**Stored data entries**
-=-=-=-=-
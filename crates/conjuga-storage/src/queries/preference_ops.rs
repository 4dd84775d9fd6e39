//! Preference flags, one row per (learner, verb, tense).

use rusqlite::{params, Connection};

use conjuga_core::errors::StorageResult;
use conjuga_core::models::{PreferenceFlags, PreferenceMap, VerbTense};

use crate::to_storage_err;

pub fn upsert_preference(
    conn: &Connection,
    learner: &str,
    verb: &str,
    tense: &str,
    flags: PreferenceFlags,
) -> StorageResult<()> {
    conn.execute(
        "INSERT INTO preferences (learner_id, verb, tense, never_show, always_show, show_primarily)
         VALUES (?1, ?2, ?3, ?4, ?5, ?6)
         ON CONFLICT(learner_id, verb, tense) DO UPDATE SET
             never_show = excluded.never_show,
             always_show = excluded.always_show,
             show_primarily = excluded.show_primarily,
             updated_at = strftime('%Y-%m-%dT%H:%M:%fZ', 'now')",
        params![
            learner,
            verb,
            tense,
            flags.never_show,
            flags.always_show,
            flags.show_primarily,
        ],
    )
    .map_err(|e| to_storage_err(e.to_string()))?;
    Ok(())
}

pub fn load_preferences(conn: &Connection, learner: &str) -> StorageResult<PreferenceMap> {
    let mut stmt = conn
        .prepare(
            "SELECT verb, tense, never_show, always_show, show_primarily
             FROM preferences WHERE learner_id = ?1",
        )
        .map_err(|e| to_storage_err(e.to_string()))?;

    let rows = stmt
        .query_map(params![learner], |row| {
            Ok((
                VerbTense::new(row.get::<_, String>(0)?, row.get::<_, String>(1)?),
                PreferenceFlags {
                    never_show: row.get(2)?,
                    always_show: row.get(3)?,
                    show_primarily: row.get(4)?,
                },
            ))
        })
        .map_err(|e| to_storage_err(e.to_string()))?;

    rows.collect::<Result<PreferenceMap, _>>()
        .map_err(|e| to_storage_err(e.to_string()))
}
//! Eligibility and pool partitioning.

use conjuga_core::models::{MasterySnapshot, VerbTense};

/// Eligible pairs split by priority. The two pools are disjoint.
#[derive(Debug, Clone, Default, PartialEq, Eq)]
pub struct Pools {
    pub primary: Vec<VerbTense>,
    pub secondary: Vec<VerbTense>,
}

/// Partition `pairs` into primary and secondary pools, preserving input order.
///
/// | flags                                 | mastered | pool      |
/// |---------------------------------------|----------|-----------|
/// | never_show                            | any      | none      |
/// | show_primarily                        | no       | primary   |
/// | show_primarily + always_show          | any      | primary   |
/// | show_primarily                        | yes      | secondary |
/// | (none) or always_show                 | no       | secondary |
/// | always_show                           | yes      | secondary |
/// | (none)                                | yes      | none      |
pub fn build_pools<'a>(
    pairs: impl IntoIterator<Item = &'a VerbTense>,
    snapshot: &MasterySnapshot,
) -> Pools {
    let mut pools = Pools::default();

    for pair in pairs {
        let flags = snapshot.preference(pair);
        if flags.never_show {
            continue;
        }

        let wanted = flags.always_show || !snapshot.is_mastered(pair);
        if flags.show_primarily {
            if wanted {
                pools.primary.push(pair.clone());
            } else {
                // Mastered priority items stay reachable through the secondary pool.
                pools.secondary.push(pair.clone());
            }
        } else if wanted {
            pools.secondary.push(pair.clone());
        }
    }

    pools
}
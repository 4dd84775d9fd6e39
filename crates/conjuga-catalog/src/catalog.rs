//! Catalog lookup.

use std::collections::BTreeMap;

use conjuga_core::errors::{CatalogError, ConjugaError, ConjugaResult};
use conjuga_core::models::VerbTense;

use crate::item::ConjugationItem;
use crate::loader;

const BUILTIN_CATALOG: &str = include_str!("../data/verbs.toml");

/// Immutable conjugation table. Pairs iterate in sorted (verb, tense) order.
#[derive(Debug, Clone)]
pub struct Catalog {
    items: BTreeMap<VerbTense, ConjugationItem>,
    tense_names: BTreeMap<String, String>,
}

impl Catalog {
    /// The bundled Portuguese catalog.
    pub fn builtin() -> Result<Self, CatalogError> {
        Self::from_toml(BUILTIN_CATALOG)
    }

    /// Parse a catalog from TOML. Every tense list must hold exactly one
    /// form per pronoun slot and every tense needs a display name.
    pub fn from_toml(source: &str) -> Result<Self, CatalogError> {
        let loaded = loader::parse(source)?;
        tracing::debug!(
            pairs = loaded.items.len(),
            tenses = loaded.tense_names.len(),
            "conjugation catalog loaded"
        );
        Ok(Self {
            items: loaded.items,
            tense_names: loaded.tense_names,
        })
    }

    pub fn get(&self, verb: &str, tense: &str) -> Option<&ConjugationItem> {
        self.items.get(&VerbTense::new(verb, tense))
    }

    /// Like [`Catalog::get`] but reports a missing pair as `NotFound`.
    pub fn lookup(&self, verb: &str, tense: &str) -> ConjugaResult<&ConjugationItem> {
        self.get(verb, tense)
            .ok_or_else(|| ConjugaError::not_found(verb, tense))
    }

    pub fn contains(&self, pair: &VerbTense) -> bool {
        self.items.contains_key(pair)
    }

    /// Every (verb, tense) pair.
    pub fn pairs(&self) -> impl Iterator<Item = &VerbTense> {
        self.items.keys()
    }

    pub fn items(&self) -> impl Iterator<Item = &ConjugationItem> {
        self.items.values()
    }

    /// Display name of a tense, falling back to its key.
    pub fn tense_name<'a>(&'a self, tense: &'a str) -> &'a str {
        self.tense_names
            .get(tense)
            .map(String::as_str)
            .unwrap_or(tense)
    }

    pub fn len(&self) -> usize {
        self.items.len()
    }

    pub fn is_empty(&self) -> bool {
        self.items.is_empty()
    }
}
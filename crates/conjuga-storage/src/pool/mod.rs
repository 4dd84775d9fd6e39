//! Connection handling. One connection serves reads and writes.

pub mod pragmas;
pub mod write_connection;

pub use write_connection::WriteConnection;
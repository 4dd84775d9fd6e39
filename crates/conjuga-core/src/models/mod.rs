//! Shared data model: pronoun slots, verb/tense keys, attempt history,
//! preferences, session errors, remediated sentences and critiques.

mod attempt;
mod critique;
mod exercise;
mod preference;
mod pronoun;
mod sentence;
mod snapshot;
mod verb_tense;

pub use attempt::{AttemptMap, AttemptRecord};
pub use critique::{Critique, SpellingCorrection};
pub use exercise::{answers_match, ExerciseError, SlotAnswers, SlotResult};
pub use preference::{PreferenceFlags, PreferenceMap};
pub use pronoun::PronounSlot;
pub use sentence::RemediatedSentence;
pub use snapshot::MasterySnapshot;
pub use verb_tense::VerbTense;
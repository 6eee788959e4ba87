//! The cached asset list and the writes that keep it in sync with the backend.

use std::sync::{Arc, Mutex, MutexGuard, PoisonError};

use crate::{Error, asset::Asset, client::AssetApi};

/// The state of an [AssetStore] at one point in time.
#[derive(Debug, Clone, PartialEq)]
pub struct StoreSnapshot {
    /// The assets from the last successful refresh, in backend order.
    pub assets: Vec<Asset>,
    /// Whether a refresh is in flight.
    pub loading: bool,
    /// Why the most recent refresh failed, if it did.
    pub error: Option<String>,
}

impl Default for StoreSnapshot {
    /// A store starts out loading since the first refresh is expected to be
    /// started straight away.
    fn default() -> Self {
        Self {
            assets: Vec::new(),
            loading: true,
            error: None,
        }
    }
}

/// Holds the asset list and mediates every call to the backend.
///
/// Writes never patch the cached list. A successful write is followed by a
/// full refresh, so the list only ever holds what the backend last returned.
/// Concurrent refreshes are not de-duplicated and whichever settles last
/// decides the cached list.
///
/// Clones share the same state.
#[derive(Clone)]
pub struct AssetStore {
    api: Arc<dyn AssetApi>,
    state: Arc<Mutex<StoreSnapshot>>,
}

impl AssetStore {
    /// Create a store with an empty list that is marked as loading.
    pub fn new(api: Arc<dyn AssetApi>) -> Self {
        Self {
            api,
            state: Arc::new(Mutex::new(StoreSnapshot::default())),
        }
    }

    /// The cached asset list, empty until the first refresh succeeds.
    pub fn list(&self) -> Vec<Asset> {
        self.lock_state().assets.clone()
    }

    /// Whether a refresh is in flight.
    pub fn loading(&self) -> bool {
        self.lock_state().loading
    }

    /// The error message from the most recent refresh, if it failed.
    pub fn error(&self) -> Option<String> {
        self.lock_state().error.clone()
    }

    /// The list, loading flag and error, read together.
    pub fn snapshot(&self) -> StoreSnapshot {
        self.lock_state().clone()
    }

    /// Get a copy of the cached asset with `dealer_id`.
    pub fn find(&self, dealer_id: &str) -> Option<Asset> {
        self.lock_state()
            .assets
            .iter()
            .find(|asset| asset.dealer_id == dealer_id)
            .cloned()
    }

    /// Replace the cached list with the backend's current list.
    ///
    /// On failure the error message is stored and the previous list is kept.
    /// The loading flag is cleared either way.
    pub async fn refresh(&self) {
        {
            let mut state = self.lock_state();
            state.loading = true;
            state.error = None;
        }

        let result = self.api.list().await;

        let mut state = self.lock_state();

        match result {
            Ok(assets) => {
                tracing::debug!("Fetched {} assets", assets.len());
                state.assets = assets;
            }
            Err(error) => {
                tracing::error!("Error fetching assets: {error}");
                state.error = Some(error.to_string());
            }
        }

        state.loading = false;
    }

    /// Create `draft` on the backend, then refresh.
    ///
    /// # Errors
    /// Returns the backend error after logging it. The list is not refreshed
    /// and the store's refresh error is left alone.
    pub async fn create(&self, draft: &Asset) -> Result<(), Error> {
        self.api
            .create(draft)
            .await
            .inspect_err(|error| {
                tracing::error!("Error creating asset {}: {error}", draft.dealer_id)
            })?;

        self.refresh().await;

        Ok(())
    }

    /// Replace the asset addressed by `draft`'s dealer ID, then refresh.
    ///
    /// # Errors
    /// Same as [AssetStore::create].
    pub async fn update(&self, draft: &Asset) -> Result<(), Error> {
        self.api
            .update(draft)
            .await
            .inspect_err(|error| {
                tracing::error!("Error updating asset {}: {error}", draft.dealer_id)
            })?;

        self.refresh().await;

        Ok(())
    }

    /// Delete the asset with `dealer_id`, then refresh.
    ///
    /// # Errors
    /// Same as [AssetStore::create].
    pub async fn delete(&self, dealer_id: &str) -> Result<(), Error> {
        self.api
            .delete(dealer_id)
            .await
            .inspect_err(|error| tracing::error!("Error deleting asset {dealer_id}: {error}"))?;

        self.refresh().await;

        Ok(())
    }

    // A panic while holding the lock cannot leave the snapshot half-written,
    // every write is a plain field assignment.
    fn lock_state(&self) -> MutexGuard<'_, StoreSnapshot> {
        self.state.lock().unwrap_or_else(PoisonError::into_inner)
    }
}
-=-=-=-=-
Within the entries above, count each line holding the string "lookup". Give only the result.

**Result below**
2